Step-by-step solution

Set up the equilibrium expression for lactic acid

Lactic acid is a weak acid that can ionize into a lactate ion and a hydrogen ion according to the following reaction: \[HA \rightleftharpoons H^{+} + A^{-}\] The given \(K_a\) value is the acid dissociation constant for this reaction, which can be represented by the equilibrium expression: \[K_a = \frac{[H^{+}][A^{-}]}{[HA]}\] In part (a), since only lactic acid is present, we will need to use the initial concentration of lactic acid and the given \(K_a\) value to calculate the concentrations of ions at equilibrium.
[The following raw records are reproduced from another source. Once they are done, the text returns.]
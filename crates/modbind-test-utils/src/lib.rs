//! Testing utilities for modbind workspace
//!
//! [`InMemoryRm`] is an [`RmService`] holding folders, shapes, artifacts and
//! module structures in memory. Structure updates honour the concurrency
//! token, assign durable ids to new bindings and can be applied directly,
//! through a job that finishes after some polls, or never.

#![allow(missing_docs)]

use async_trait::async_trait;
use indexmap::IndexMap;
use modbind_oslc::vocab::{DCTERMS, MODULE_TYPE, NAV, RDF, REQUIREMENT_TYPE};
use modbind_oslc::{
    ArtifactSummary, ComponentContext, CreationFactory, CreationResponse, FilterValue,
    JobStatus, QueryFilter, QueryResults, RmService, ServiceError, Tagged, UpdateResponse,
};
use modbind_structure::codec::{decode_body, encode_body};
use modbind_structure::{
    markup, BindingId, Element, ModuleStructure, NodeId, ResourceRef, WalkEvent, WireForm,
};
use parking_lot::Mutex;
use std::collections::{BTreeMap, HashMap, HashSet};

pub const HOST: &str = "https://rm.test";
pub const PROJECT: &str = "Demo Project";
pub const COMPONENT: &str = "Demo Component";
pub const CONFIGURATION: &str = "Demo Stream";

/// First identifier handed out to created artifacts
pub const FIRST_IDENTIFIER: u32 = 1000;

fn rm(path: &str) -> String {
    format!("{HOST}/rm/{path}")
}

/// How submitted structure updates are applied
#[derive(Debug, Clone, Default, PartialEq, Eq)]
pub enum UpdateMode {
    /// Applied on submit, status 200
    #[default]
    Immediate,
    /// Status 202; the job finishes on the `polls`-th poll
    Deferred { polls: u32 },
    /// Status 202; the job never finishes
    Stuck,
    /// Status 202; the job reports failure on first poll
    FailJob(String),
    /// Status 202; the job is canceled on the server before it runs
    CancelJob,
    /// Rejected with the given status, nothing applied
    Reject(u16),
}

#[derive(Debug, Clone)]
struct Record {
    identifier: String,
    title: String,
    parent: Option<ResourceRef>,
    types: Vec<String>,
}

impl Record {
    fn matches(&self, filter: &QueryFilter) -> bool {
        match (filter.property.as_str(), &filter.value) {
            ("dcterms:identifier", FilterValue::Literal(v)) => self.identifier == *v,
            ("dcterms:title", FilterValue::Literal(v)) => self.title == *v,
            ("rdf:type", FilterValue::Resource(t)) => self.types.iter().any(|x| x == t),
            ("nav:parent", FilterValue::Resource(p)) => {
                self.parent.as_ref().is_some_and(|parent| parent.as_str() == p)
            }
            _ => false,
        }
    }

    fn properties(&self) -> BTreeMap<String, String> {
        let mut props = BTreeMap::new();
        props.insert("dcterms:identifier".to_owned(), self.identifier.clone());
        props.insert("dcterms:title".to_owned(), self.title.clone());
        if let Some(t) = self.types.first() {
            props.insert("rdf:type".to_owned(), t.clone());
        }
        if let Some(parent) = &self.parent {
            props.insert("nav:parent".to_owned(), parent.to_string());
        }
        props
    }
}

#[derive(Debug)]
struct Stored {
    tree: ModuleStructure,
    version: u64,
}

#[derive(Debug)]
struct Job {
    structure: ResourceRef,
    tree: ModuleStructure,
    remaining: Option<u32>,
    failure: Option<String>,
}

#[derive(Debug, Default)]
struct State {
    folders: IndexMap<String, ResourceRef>,
    shapes: IndexMap<ResourceRef, String>,
    /// Artifacts and modules; a list so identifiers may repeat
    records: Vec<(ResourceRef, Record)>,
    module_structures: HashMap<ResourceRef, ResourceRef>,
    structures: HashMap<ResourceRef, Stored>,
    jobs: HashMap<ResourceRef, Job>,
    finished_jobs: HashSet<ResourceRef>,
    update_mode: UpdateMode,
    creation_status: Option<u16>,
    withhold_identifiers: bool,
    racing_writer: bool,
    next_id: u32,
    payloads: Vec<String>,
    submissions: Vec<String>,
    polls: u32,
}

impl State {
    fn next(&mut self) -> u32 {
        self.next_id += 1;
        self.next_id
    }

    fn record(&self, uri: &ResourceRef) -> Option<&Record> {
        self.records.iter().find(|(u, _)| u == uri).map(|(_, r)| r)
    }

    fn apply(&mut self, structure: &ResourceRef, tree: ModuleStructure) {
        if let Some(stored) = self.structures.get_mut(structure) {
            stored.tree = tree;
            stored.version += 1;
        }
    }
}

/// In-memory RM server
#[derive(Debug)]
pub struct InMemoryRm {
    context: ComponentContext,
    state: Mutex<State>,
}

impl Default for InMemoryRm {
    fn default() -> Self {
        Self::new()
    }
}
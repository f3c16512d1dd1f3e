//! Outline section numbering
//!
//! Driven by walk events: entering a children container pushes a fresh
//! `(headings, subs)` counter, leaving it pops. A heading bumps the heading
//! count of the innermost level and clears its sub count; any other binding
//! bumps the sub count.
//!
//! Labels join the heading counts of all open levels with `.` and suffix the
//! innermost non-zero sub count with `-`. A nested level that has seen no
//! heading contributes only its suffix, so a leaf directly under heading 1
//! reads `1-1`. Labels are for display only and are provisional; they are
//! not the server's own numbering.

use crate::error::{Result, StructureError};
use crate::walk::WalkEvent;
use std::fmt;

/// Counter pair of one open level
#[derive(Debug, Clone, Copy, Default, PartialEq, Eq)]
pub struct LevelCounter {
    pub headings: u32,
    pub subs: u32,
}

/// Rendered section label such as `2.1-3`
#[derive(Debug, Clone, PartialEq, Eq, Hash)]
pub struct SectionLabel(String);

impl SectionLabel {
    #[inline]
    #[must_use]
    pub fn as_str(&self) -> &str {
        &self.0
    }
}

impl fmt::Display for SectionLabel {
    fn fmt(&self, f: &mut fmt::Formatter<'_>) -> fmt::Result {
        f.write_str(&self.0)
    }
}

/// Stateful numbering engine
#[derive(Debug, Clone, Default)]
pub struct SectionNumbering {
    levels: Vec<LevelCounter>,
}

impl SectionNumbering {
    #[inline]
    #[must_use]
    pub fn new() -> Self {
        Self::default()
    }

    /// Number of open levels
    #[inline]
    #[must_use]
    pub fn depth(&self) -> usize {
        self.levels.len()
    }

    /// Open counters, outermost first
    #[inline]
    #[must_use]
    pub fn levels(&self) -> &[LevelCounter] {
        &self.levels
    }

    pub fn enter_level(&mut self) {
        self.levels.push(LevelCounter::default());
    }

    pub fn exit_level(&mut self) -> Result<()> {
        self.levels
            .pop()
            .map(|_| ())
            .ok_or(StructureError::UnbalancedWalk("level closed but none open"))
    }

    /// Count a binding at the innermost level and return its label
    pub fn visit(&mut self, is_heading: bool) -> Result<SectionLabel> {
        let level = self
            .levels
            .last_mut()
            .ok_or(StructureError::UnbalancedWalk("binding visited outside any level"))?;
        if is_heading {
            level.headings += 1;
            level.subs = 0;
        } else {
            level.subs += 1;
        }
        Ok(self.label())
    }

    /// Feed one walk event; node events yield their label
    pub fn observe(&mut self, event: &WalkEvent<'_>) -> Result<Option<SectionLabel>> {
        match event {
            WalkEvent::EnterLevel { .. } => {
                self.enter_level();
                Ok(None)
            }
            WalkEvent::ExitLevel { .. } => {
                self.exit_level()?;
                Ok(None)
            }
            WalkEvent::Node { binding, .. } => self.visit(binding.is_heading).map(Some),
        }
    }

    /// Label of the current position
    #[must_use]
    pub fn label(&self) -> SectionLabel {
        SectionLabel(render(&self.levels))
    }
}

/// Render counters, outermost first
#[must_use]
pub fn render(levels: &[LevelCounter]) -> String {
    let mut out = String::new();
    for (i, level) in levels.iter().enumerate() {
        let collapsed = i > 0 && level.headings == 0;
        if !collapsed {
            if i > 0 {
                out.push('.');
            }
            out.push_str(&level.headings.to_string());
        }
        if level.subs != 0 {
            out.push('-');
            out.push_str(&level.subs.to_string());
        }
    }
    out
}
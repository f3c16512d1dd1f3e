//! Numbered outline of a module structure

use crate::error::BindError;
use modbind_oslc::{ComponentContext, RmService};
use modbind_structure::{
    BindingId, ModuleStructure, NodeId, ResourceRef, SectionLabel, SectionNumbering, WalkEvent,
};
use std::fmt;

/// One line of the outline
#[derive(Debug, Clone, PartialEq, Eq)]
pub struct OutlineEntry {
    pub node: NodeId,
    /// Nesting depth, 1 for top-level bindings
    pub depth: usize,
    pub label: SectionLabel,
    pub binding: BindingId,
    pub artifact: Option<ResourceRef>,
    pub identifier: Option<String>,
    pub title: Option<String>,
}

impl fmt::Display for OutlineEntry {
    fn fmt(&self, f: &mut fmt::Formatter<'_>) -> fmt::Result {
        let indent = "    ".repeat(self.depth.saturating_sub(1));
        write!(
            f,
            "{:>8} {indent}{}",
            self.identifier.as_deref().unwrap_or("-"),
            self.label
        )?;
        if let Some(title) = &self.title {
            write!(f, "  {title}")?;
        }
        Ok(())
    }
}

/// Section-numbered listing of every binding below the root
#[derive(Debug, Clone, Default, PartialEq, Eq)]
pub struct Outline {
    pub entries: Vec<OutlineEntry>,
}

impl Outline {
    /// Number a structure without contacting the server
    pub fn of(tree: &ModuleStructure) -> Result<Self, BindError> {
        let mut numbering = SectionNumbering::new();
        let mut entries = Vec::with_capacity(tree.binding_count().saturating_sub(1));
        for event in tree.walk() {
            let label = numbering.observe(&event)?;
            let (
                Some(label),
                WalkEvent::Node {
                    node,
                    binding,
                    depth,
                },
            ) = (label, event)
            else {
                continue;
            };
            entries.push(OutlineEntry {
                node,
                depth,
                label,
                binding: binding.id.clone(),
                artifact: binding.bound_artifact.clone(),
                identifier: None,
                title: None,
            });
        }
        Ok(Self { entries })
    }

    /// Fill identifiers and titles from the server
    pub async fn describe<S: RmService + ?Sized>(
        &mut self,
        service: &S,
        ctx: &ComponentContext,
    ) -> Result<(), BindError> {
        for entry in &mut self.entries {
            if let Some(artifact) = &entry.artifact {
                let summary = service.artifact_summary(ctx, artifact).await?;
                entry.identifier = summary.identifier;
                entry.title = summary.title;
            }
        }
        Ok(())
    }

    /// Label of one node
    #[must_use]
    pub fn label_of(&self, node: NodeId) -> Option<&SectionLabel> {
        self.entries
            .iter()
            .find(|e| e.node == node)
            .map(|e| &e.label)
    }

    #[inline]
    #[must_use]
    pub fn len(&self) -> usize {
        self.entries.len()
    }

    #[inline]
    #[must_use]
    pub fn is_empty(&self) -> bool {
        self.entries.is_empty()
    }
}

impl fmt::Display for Outline {
    fn fmt(&self, f: &mut fmt::Formatter<'_>) -> fmt::Result {
        for entry in &self.entries {
            writeln!(f, "{entry}")?;
        }
        Ok(())
    }
}

#[cfg(test)]
mod tests {
    use super::*;
    use modbind_structure::Binding;
    use pretty_assertions::assert_eq;

    fn tree() -> ModuleStructure {
        let mut tree = ModuleStructure::new(Binding::new("s"));
        let root = tree.root();
        let h1 = tree
            .append_child(root, Binding::new("h1").heading().with_artifact("a/h1"))
            .unwrap();
        tree.append_child(h1, Binding::new("r1").with_artifact("a/r1"))
            .unwrap();
        tree.append_child(root, Binding::new("h2").heading().with_artifact("a/h2"))
            .unwrap();
        tree
    }

    #[test]
    fn labels_and_depths() {
        let outline = Outline::of(&tree()).unwrap();
        let rows: Vec<_> = outline
            .entries
            .iter()
            .map(|e| (e.binding.as_str(), e.depth, e.label.as_str()))
            .collect();
        assert_eq!(rows, vec![("h1", 1, "1"), ("r1", 2, "1-1"), ("h2", 1, "2")]);
    }

    #[test]
    fn rendering() {
        let mut outline = Outline::of(&tree()).unwrap();
        outline.entries[1].identifier = Some("1201".into());
        outline.entries[1].title = Some("Stop".into());
        let text = outline.to_string();
        let lines: Vec<_> = text.lines().collect();
        assert_eq!(lines[0], "       - 1");
        assert_eq!(lines[1], "    1201     1-1  Stop");
    }

    #[test]
    fn empty_structure() {
        let outline = Outline::of(&ModuleStructure::new(Binding::new("s"))).unwrap();
        assert!(outline.is_empty());
        assert_eq!(outline.to_string(), "");
    }
}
In part (b), the initial concentration of sodium lactate will affect the ionization of lactic acid.

Calculate the percent ionization for 0.085 M lactic acid (Part a)

Let \(x\) represent the change in concentrations of lactic acid, hydrogen ions, and lactate ions at equilibrium: \[HA \rightleftharpoons H^{+} + A^{-}\] \[- x \ \ \ \ + x \ \ \ + x\] The equilibrium concentrations are: \[0.085 - x, \ x, \ x\] Now we can plug these concentrations into the equilibrium expression: \[1.4 \times 10^{-4} = \frac{x\cdot x}{0.085 - x}\] Solve for x using quadratic formula or iteration method. Considering the small value of \(K_a\), it's reasonable to assume that \(x\) is much smaller than 0.085, so: \[x^2 \approx 1.4 \times 10^{-4} \cdot 0.085\] \x\[x \approx \sqrt{1.19 \times 10^{-5}}\] \[x \approx 0.00345\] Now, we can calculate the percent ionization: \[\% \ ionization = \frac{x}{0.085} \times 100\%\] \[\% \ ionization \approx \frac{0.00345}{0.085} \times 100\% \approx 4.06\%\] So, the percent ionization of 0.085 M lactic acid is approximately 4.06%.

Calculate the percent ionization for 0.095 M lactic acid with 0.0075 M sodium lactate (Part b)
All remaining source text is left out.